# ACTIVITY
Whenever a line in the data below includes the string "config", copy it out.

####

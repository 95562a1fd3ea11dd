//! perpgate market data and position monitoring process.
//!
//! Composes the gateway, feed and position crates:
//! - Trade refresher keeping the rolling trade cache warm
//! - Scheduled market snapshots gated by trading hours
//! - Position poller that disarms the system once flat

pub mod app;
pub mod arm;
pub mod config;
pub mod error;

pub use app::Application;
pub use arm::ArmSwitch;
pub use config::AppConfig;
pub use error::{AppError, AppResult};
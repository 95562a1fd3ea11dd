//! Error types for perpgate-core.

use thiserror::Error;

/// Core error types.
#[derive(Debug, Error)]
pub enum CoreError {
    #[error("Invalid decimal field {field}: {value:?}")]
    InvalidDecimal { field: &'static str, value: String },

    #[error("Invalid kline row: {0}")]
    InvalidKline(String),
}

/// Result type alias for core operations.
pub type Result<T> = std::result::Result<T, CoreError>;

####

# TASK OUTPUT
pub mod config;
pub use config::AppConfig;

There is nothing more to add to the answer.